◆ Prompt: Exactly how many lines in this data contain the word "carries"? Only the number should be given.

◆ Input material:
■ ■ ■ ■ ■ ■ ■

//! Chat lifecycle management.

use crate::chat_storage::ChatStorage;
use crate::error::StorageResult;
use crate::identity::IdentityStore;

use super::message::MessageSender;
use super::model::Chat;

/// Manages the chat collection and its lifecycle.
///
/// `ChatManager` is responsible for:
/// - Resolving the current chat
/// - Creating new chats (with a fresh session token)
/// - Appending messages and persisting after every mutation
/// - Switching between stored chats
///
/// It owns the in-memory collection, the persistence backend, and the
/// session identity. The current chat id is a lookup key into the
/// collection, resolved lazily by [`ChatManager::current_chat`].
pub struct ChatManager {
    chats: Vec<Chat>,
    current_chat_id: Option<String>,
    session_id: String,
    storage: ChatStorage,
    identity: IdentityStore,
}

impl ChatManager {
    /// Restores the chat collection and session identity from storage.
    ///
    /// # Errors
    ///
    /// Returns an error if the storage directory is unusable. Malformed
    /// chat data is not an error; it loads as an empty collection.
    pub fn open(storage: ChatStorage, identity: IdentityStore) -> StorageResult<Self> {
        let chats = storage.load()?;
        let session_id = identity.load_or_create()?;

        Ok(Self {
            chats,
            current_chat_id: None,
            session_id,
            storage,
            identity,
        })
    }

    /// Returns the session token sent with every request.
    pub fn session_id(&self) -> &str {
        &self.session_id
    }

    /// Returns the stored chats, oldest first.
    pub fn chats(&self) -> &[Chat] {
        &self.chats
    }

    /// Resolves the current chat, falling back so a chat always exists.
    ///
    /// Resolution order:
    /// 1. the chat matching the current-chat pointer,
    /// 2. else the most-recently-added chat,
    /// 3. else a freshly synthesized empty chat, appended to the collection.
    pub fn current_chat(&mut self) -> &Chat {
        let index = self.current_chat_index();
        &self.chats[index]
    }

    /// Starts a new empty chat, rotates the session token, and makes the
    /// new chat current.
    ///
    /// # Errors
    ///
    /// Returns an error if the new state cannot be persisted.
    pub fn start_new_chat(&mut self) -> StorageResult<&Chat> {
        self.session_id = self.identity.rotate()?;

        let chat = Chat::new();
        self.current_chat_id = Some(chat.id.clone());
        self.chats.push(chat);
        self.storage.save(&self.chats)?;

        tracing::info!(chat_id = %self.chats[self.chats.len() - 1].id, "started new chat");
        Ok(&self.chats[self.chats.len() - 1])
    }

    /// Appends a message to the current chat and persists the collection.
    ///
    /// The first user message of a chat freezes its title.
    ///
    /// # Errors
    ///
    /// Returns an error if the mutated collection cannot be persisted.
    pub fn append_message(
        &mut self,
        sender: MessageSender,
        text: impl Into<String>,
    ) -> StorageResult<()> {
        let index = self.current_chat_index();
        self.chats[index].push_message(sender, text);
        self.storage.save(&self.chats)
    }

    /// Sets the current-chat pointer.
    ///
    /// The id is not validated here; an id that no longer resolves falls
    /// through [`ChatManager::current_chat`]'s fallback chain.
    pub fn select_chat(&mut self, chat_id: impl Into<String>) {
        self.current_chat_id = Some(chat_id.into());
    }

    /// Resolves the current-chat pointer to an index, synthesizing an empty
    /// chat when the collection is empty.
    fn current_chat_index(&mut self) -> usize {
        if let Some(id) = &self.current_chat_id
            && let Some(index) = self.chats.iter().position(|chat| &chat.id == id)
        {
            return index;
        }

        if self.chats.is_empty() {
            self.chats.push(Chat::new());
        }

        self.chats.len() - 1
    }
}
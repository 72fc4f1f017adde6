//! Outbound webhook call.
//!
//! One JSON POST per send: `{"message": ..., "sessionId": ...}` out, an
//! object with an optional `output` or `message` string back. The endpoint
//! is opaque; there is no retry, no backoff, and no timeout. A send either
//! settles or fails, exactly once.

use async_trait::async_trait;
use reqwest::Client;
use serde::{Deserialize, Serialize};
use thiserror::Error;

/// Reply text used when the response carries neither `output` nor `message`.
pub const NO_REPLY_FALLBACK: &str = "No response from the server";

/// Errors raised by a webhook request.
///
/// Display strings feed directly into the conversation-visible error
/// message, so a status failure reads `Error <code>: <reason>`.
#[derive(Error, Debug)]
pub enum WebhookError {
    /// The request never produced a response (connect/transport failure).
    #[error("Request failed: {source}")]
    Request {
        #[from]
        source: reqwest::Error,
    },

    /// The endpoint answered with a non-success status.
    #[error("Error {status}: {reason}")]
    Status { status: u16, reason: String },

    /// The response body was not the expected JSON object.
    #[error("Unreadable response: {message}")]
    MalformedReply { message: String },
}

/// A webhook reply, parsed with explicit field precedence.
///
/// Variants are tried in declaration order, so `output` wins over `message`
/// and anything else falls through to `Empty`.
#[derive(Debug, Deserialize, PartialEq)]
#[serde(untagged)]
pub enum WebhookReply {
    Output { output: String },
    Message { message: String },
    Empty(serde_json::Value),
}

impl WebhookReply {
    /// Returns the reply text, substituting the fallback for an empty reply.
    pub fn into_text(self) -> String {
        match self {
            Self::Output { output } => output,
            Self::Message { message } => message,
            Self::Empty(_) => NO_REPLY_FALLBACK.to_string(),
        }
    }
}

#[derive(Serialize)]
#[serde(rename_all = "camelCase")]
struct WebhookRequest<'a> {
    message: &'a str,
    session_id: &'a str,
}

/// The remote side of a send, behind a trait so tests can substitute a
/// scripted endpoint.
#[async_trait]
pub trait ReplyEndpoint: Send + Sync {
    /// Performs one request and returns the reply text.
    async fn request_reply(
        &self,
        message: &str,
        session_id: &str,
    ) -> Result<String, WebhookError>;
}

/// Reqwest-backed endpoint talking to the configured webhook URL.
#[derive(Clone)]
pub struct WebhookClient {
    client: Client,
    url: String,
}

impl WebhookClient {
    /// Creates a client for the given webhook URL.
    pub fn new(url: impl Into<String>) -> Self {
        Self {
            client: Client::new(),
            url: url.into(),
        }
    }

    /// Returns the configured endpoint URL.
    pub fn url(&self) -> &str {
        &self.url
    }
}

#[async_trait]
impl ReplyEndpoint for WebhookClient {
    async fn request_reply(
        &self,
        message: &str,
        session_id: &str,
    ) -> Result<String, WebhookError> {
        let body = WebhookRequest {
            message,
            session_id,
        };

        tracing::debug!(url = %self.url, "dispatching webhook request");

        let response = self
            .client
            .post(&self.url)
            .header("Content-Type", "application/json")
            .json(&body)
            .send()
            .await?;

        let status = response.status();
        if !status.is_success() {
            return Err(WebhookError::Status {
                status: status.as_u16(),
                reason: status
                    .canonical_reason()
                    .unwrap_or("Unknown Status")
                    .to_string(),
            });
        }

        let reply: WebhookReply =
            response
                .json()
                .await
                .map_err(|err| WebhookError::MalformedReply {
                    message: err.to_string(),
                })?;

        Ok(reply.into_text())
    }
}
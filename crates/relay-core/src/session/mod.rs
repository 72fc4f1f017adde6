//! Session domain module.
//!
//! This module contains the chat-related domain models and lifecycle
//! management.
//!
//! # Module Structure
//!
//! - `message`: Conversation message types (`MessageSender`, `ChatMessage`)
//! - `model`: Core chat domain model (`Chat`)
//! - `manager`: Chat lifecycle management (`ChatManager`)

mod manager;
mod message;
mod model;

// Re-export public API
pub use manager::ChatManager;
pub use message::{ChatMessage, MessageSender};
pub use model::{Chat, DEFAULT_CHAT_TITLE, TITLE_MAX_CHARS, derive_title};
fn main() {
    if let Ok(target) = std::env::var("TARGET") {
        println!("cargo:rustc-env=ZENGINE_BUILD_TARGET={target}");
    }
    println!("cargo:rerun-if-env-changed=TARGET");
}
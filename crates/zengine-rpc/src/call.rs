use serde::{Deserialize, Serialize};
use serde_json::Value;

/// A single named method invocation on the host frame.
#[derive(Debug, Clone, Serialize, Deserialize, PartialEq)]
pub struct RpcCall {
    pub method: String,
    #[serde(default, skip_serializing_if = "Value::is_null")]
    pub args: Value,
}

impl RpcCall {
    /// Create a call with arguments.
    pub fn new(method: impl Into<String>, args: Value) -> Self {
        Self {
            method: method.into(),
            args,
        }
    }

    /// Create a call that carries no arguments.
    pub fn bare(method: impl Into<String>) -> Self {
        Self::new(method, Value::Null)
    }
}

■ ■ ■ ■ ■ ■ ■

◆ Finished exercise: 2